#### Pre-Submission Checklist - [*] Commit message has the format required by CONTRIBUTING guide - [*] Commits are split per component (core, individual modules, libs, utils, ...) - [*] Each component has a single commit (if not, squash them into one commit) - [*] No commits to README files for modules (changes must be done to docbook files in `doc/` subfolder, the README file is autogenerated)
#### Type Of Change - [*] Small bug fix (non-breaking change which fixes an issue) - [ ] New feature (non-breaking change which adds new functionality) - [ ] Breaking change (fix or feature that would change existing functionality)
#### Checklist: - [ ] PR should be backported to stable branches - [x] Tested changes locally - [ ] Related to issue #XXXX (replace XXXX with an open issue number)
#### Description PR upgraded GCC for RPM packaging. You can view, comment on, or merge this pull request online at:
https://github.com/kamailio/kamailio/pull/2711
-- Commit Summary --
* pkg/kamailio/obs: used more recent gcc for RHEL and CentOS dists
-- File Changes --
M pkg/kamailio/obs/kamailio.spec (32)
-- Patch Links --
https://github.com/kamailio/kamailio/pull/2711.patch https://github.com/kamailio/kamailio/pull/2711.diff
Personally I would prefer to stick with the default of the operating system, rather than compiling with a different compiler version than the rest of the packages are.

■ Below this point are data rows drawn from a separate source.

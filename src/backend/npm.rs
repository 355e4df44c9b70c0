//! Globally installed npm packages.

use crate::error::{Error, Result};
use crate::process::{CommandRunner, Invocation};
use std::sync::Arc;

/// Checks for and installs global npm packages such as `pm2` and `nodemon`.
#[derive(Clone)]
pub struct GlobalPackages {
    runner: Arc<dyn CommandRunner>,
}

impl GlobalPackages {
    pub fn new(runner: Arc<dyn CommandRunner>) -> Self {
        Self { runner }
    }

    /// `npm list <package> -g`; installed when it exits cleanly and lists
    /// the package.
    pub async fn is_installed(&self, package: &str) -> Result<bool> {
        let invocation = Invocation::new("npm", ["list", package, "-g"]);
        let output = self.runner.run(&invocation).await?;
        let listed = output.stdout.contains(&format!("{}@", package));
        tracing::debug!(package, code = ?output.code, listed, "Checked global package");
        Ok(output.success() && listed)
    }

    /// `npm install <package> -g`, output streamed to the terminal.
    pub async fn install(&self, package: &str) -> Result<()> {
        tracing::info!(package, "Installing global package");
        let invocation = Invocation::new("npm", ["install", package, "-g"]).streaming();
        self.runner.run(&invocation).await?.check(&invocation)?;
        Ok(())
    }

    /// Installs `package` if it is missing, then checks once more.
    ///
    /// # Errors
    ///
    /// Returns [`Error::ToolMissing`] if the package is still absent after
    /// the install attempt.
    #[tracing::instrument(skip(self))]
    pub async fn ensure(&self, package: &str) -> Result<()> {
        if self.is_installed(package).await? {
            return Ok(());
        }

        tracing::warn!(package, "Global package missing");
        self.install(package).await?;

        if self.is_installed(package).await? {
            Ok(())
        } else {
            tracing::error!(package, "Package still missing after install");
            Err(Error::ToolMissing(package.to_string()))
        }
    }
}
use crate::error::{Error, Result};
use serde::{Deserialize, Serialize};
use std::collections::HashMap;
use std::fmt;
use std::path::{Path, PathBuf};
use std::str::FromStr;

/// File names probed, in order, when no config path is given.
pub const CONFIG_FILE_NAMES: &[&str] = &["fox.json", "fox.yaml", "fox.yml"];

/// The process manager that runs a server.
#[derive(Debug, Clone, Copy, PartialEq, Eq, Hash)]
pub enum ControllerKind {
    /// Plain `node <entry>`.
    Node,
    /// `nodemon`, restarting on file changes.
    Nodemon,
    /// `pm2`, detached and clustered.
    Pm2,
}

impl ControllerKind {
    /// Name used in configuration files.
    pub fn as_str(&self) -> &'static str {
        match self {
            Self::Node => "node",
            Self::Nodemon => "nodemon",
            Self::Pm2 => "pm2",
        }
    }
}

impl fmt::Display for ControllerKind {
    fn fmt(&self, f: &mut fmt::Formatter<'_>) -> fmt::Result {
        f.write_str(self.as_str())
    }
}

impl FromStr for ControllerKind {
    type Err = Error;

    fn from_str(s: &str) -> Result<Self> {
        match s {
            "node" => Ok(Self::Node),
            "nodemon" => Ok(Self::Nodemon),
            "pm2" => Ok(Self::Pm2),
            other => Err(Error::UnknownController(other.to_string())),
        }
    }
}

/// Deployment environment, exported to the server as `NODE_ENV`.
#[derive(Debug, Clone, Copy, PartialEq, Eq, Default, Serialize, Deserialize)]
#[serde(rename_all = "lowercase")]
pub enum Environment {
    #[default]
    Local,
    Development,
    Production,
}

impl Environment {
    /// Value for `NODE_ENV`.
    pub fn as_str(&self) -> &'static str {
        match self {
            Self::Local => "local",
            Self::Development => "development",
            Self::Production => "production",
        }
    }

    /// CLI flag selecting this environment.
    pub fn flag(&self) -> &'static str {
        match self {
            Self::Local => "--local",
            Self::Development => "--development",
            Self::Production => "--production",
        }
    }
}

impl fmt::Display for Environment {
    fn fmt(&self, f: &mut fmt::Formatter<'_>) -> fmt::Result {
        f.write_str(self.as_str())
    }
}

/// pm2 execution mode.
#[derive(Debug, Clone, Copy, PartialEq, Eq, Default, Serialize, Deserialize)]
#[serde(rename_all = "lowercase")]
pub enum ExecMode {
    #[default]
    Cluster,
    Fork,
}

/// Everything a backend needs to start a server.
///
/// `controller` is kept as the raw string from the configuration so that an
/// unrecognized value can be reported by the controller at dispatch time
/// instead of failing the whole file.
///
/// # Examples
///
/// ```
/// use fox::config::{ControllerKind, ServerConfig};
///
/// let mut config = ServerConfig::default();
/// assert_eq!(config.controller_kind().unwrap(), ControllerKind::Nodemon);
///
/// config.daemon = true;
/// assert_eq!(config.effective_controller(), "pm2");
/// ```
#[derive(Debug, Clone, Serialize, Deserialize)]
#[serde(rename_all = "camelCase", default)]
pub struct ServerConfig {
    /// Backend name: `node`, `nodemon` or `pm2`.
    pub controller: String,

    /// Path to the server entry point. Made absolute by [`Config::resolve_paths`].
    pub path: PathBuf,

    /// Active environment.
    pub env: Environment,

    /// Process name, used as the pm2 `--name`.
    pub name: String,

    /// Cluster worker count.
    pub instances: u32,

    /// pm2 execution mode.
    pub exec_mode: ExecMode,

    /// Run detached under pm2 regardless of `controller`.
    pub daemon: bool,

    /// Wait for the readiness marker when starting under nodemon.
    pub wait_for_ready: bool,

    /// Extra paths nodemon should watch besides the entry and config dir.
    pub watch: Vec<PathBuf>,

    /// Extra environment variables for the server process.
    pub vars: HashMap<String, String>,

    /// Absolute path of the file this configuration was loaded from.
    #[serde(skip)]
    pub source: Option<PathBuf>,
}

impl Default for ServerConfig {
    fn default() -> Self {
        Self {
            controller: ControllerKind::Nodemon.as_str().to_string(),
            path: PathBuf::from("server.js"),
            env: Environment::default(),
            name: "fox".to_string(),
            instances: 1,
            exec_mode: ExecMode::default(),
            daemon: false,
            wait_for_ready: true,
            watch: Vec::new(),
            vars: HashMap::new(),
            source: None,
        }
    }
}

impl ServerConfig {
    /// The controller that will actually run the server. Daemon mode always
    /// means pm2.
    pub fn effective_controller(&self) -> &str {
        if self.daemon {
            ControllerKind::Pm2.as_str()
        } else {
            &self.controller
        }
    }

    /// Parses [`effective_controller`](Self::effective_controller).
    pub fn controller_kind(&self) -> Result<ControllerKind> {
        self.effective_controller().parse()
    }

    /// Environment variables to pass to the server, `NODE_ENV` included.
    pub fn process_env(&self) -> Vec<(String, String)> {
        let mut env: Vec<(String, String)> = self
            .vars
            .iter()
            .map(|(k, v)| (k.clone(), v.clone()))
            .collect();
        env.sort();
        env.push(("NODE_ENV".to_string(), self.env.as_str().to_string()));
        env
    }

    /// Directory holding the entry point.
    pub fn project_dir(&self) -> PathBuf {
        self.path
            .parent()
            .map(Path::to_path_buf)
            .unwrap_or_else(|| PathBuf::from("."))
    }

    /// The `config` directory next to the entry point.
    pub fn config_dir(&self) -> PathBuf {
        self.project_dir().join("config")
    }

    /// Directory a fresh `fox` should run from to load this same
    /// configuration: where the source file lives, else the project
    /// directory.
    pub fn base_dir(&self) -> PathBuf {
        self.source
            .as_deref()
            .and_then(Path::parent)
            .map(Path::to_path_buf)
            .unwrap_or_else(|| self.project_dir())
    }
}

/// Install activation settings.
#[derive(Debug, Clone, Serialize, Deserialize)]
#[serde(rename_all = "camelCase", default)]
pub struct InstallConfig {
    /// Base URL of the running server.
    pub host_uri: String,

    /// Shared secret sent as `access_token`.
    pub install_key: String,

    /// Readiness/liveness probes before giving up.
    pub max_attempts: u32,

    /// Milliseconds between probes.
    pub interval_ms: u64,
}

impl Default for InstallConfig {
    fn default() -> Self {
        Self {
            host_uri: "http://localhost:8080".to_string(),
            install_key: "fox-install".to_string(),
            max_attempts: 30,
            interval_ms: 2000,
        }
    }
}

/// Main configuration for fox.
///
/// # JSON Schema
///
/// ```json
/// {
///   "server": {
///     "controller": "pm2",
///     "path": "server.js",
///     "env": "production",
///     "name": "shop",
///     "instances": 4,
///     "execMode": "cluster",
///     "vars": { "PORT": "8080" }
///   },
///   "install": {
///     "hostUri": "http://localhost:8080",
///     "installKey": "secret",
///     "maxAttempts": 30,
///     "intervalMs": 2000
///   }
/// }
/// ```
#[derive(Debug, Clone, Default, Serialize, Deserialize)]
#[serde(default)]
pub struct Config {
    /// Server settings.
    pub server: ServerConfig,
    /// Install activation settings.
    pub install: InstallConfig,
}

impl Config {
    /// Loads a configuration from a file path.
    ///
    /// Files ending in `.yaml` or `.yml` are parsed as YAML, anything else as
    /// JSON. A relative entry `path` is resolved against the file's directory
    /// and the file's absolute path is kept in [`ServerConfig::source`].
    ///
    /// # Errors
    ///
    /// Returns [`Error::ConfigParse`] if the file can't be read or parsed.
    pub fn from_file(path: impl AsRef<Path>) -> Result<Self> {
        let path = std::path::absolute(path.as_ref())?;
        let content = std::fs::read_to_string(&path)
            .map_err(|e| Error::ConfigParse(format!("Failed to read config file: {}", e)))?;

        let is_yaml = matches!(
            path.extension().and_then(|e| e.to_str()),
            Some("yaml") | Some("yml")
        );
        let mut config = if is_yaml {
            Self::parse_from_yaml(&content)?
        } else {
            Self::parse_from_str(&content)?
        };

        let base = match path.parent() {
            Some(parent) => parent.to_path_buf(),
            None => std::env::current_dir()?,
        };
        config.resolve_paths(&base);
        config.server.source = Some(path);
        Ok(config)
    }

    /// Loads `path` if given, else the first of [`CONFIG_FILE_NAMES`] found in
    /// `dir`, else defaults resolved against `dir`.
    pub fn discover(path: Option<&Path>, dir: &Path) -> Result<Self> {
        if let Some(path) = path {
            return Self::from_file(path);
        }
        for name in CONFIG_FILE_NAMES {
            let candidate = dir.join(name);
            if candidate.is_file() {
                tracing::debug!(config_path = %candidate.display(), "Found configuration file");
                return Self::from_file(candidate);
            }
        }
        tracing::debug!("No configuration file found, using defaults");
        let mut config = Self::default();
        config.resolve_paths(dir);
        Ok(config)
    }

    /// Parses a configuration from a JSON string.
    pub fn parse_from_str(content: &str) -> Result<Self> {
        serde_json::from_str(content)
            .map_err(|e| Error::ConfigParse(format!("Failed to parse JSON config: {}", e)))
    }

    /// Parses a configuration from a YAML string.
    pub fn parse_from_yaml(content: &str) -> Result<Self> {
        serde_yaml::from_str(content)
            .map_err(|e| Error::ConfigParse(format!("Failed to parse YAML config: {}", e)))
    }

    /// Makes relative server and watch paths absolute against `base`.
    pub fn resolve_paths(&mut self, base: &Path) {
        if self.server.path.is_relative() {
            self.server.path = base.join(&self.server.path);
        }
        for watch in &mut self.server.watch {
            if watch.is_relative() {
                *watch = base.join(&*watch);
            }
        }
    }
}

#[cfg(test)]
mod tests {
    use super::*;

    #[test]
    fn test_parse_minimal_config() {
        let config = Config::parse_from_str(r#"{ "server": { "controller": "pm2" } }"#).unwrap();

        assert_eq!(config.server.controller, "pm2");
        assert_eq!(config.server.name, "fox");
        assert_eq!(config.server.instances, 1);
        assert_eq!(config.install.max_attempts, 30);
        assert_eq!(config.server.source, None);
    }

    #[test]
    fn test_unknown_controller_is_kept_raw() {
        let config =
            Config::parse_from_str(r#"{ "server": { "controller": "forever" } }"#).unwrap();

        assert_eq!(config.server.controller, "forever");
        assert!(matches!(
            config.server.controller_kind(),
            Err(Error::UnknownController(ref c)) if c == "forever"
        ));
    }

    #[test]
    fn test_node_env_is_last() {
        let mut server = ServerConfig::default();
        server.env = Environment::Production;
        server.vars.insert("NODE_ENV".to_string(), "ignored".to_string());
        server.vars.insert("PORT".to_string(), "8080".to_string());

        let env = server.process_env();
        assert_eq!(
            env.last(),
            Some(&("NODE_ENV".to_string(), "production".to_string()))
        );
    }
}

What is the actual benefit to have kamailio compiled with a different version that the rest of the packages? For example, what makes it better to have Kamailio compiled with gcc X and on the same system to use MySQL that was compiled with gcc Z?
I think the main benefit is no required to write code that must be compiled in some way by different GCC versions. For `C` code this may be not actual, but for `C++` think this applicable.
For example, the old GCC has broken regular expressions support. More details at https://github.com/signalwire/freeswitch/issues/1046
One more benefit. The recent GCC version makes more automatic checks than the old GCC version. We can enable GCC flags that allow handling warnings as errors. So any PR that generates a warning will automatically fail automatic checks.
This will improve PR code quality.
I think such benefits can be used in some CI testing, but for shipping packages for specific distros I think it is better to stick to the official compiler coming with the distros. There can be cases when one wants to replace a RPM installation with a git-branch compilation and then the resulting binaries may have different characteristics.
I think such benefits can be used in some CI testing
Yes, I agreed. Most of the features related to recent GCC version automatic checks may be implemented in CI process. Yes, definitely we can improve automatic checks in CI builds.
There can be cases when one wants to replace a RPM installation with a git-branch
As options, we can check GCC version used on RPM dist during compilation to make sure used not too old GCC. And print command that allows installing recent GCC.
For other coins, we can check GCC documentation. Maybe you will find something useful in the section "New Languages and Language specific improvements" [GCC9 release changes](https://gcc.gnu.org/gcc-9/changes.html) [GCC8 release changes](https://gcc.gnu.org/gcc-8/changes.html) [GCC7 release changes](https://gcc.gnu.org/gcc-7/changes.html) [GCC6 release changes](https://gcc.gnu.org/gcc-6/changes.html) [GCC5 release changes](https://gcc.gnu.org/gcc-5/changes.html)
In Kamailio we do not have constraints on compiler versions, but try to follow a C standard, for many years we tried to stick to C89/C90/C95, to work on Unix-variants and old compilers. Now could be a lot of C99/C11, which fine.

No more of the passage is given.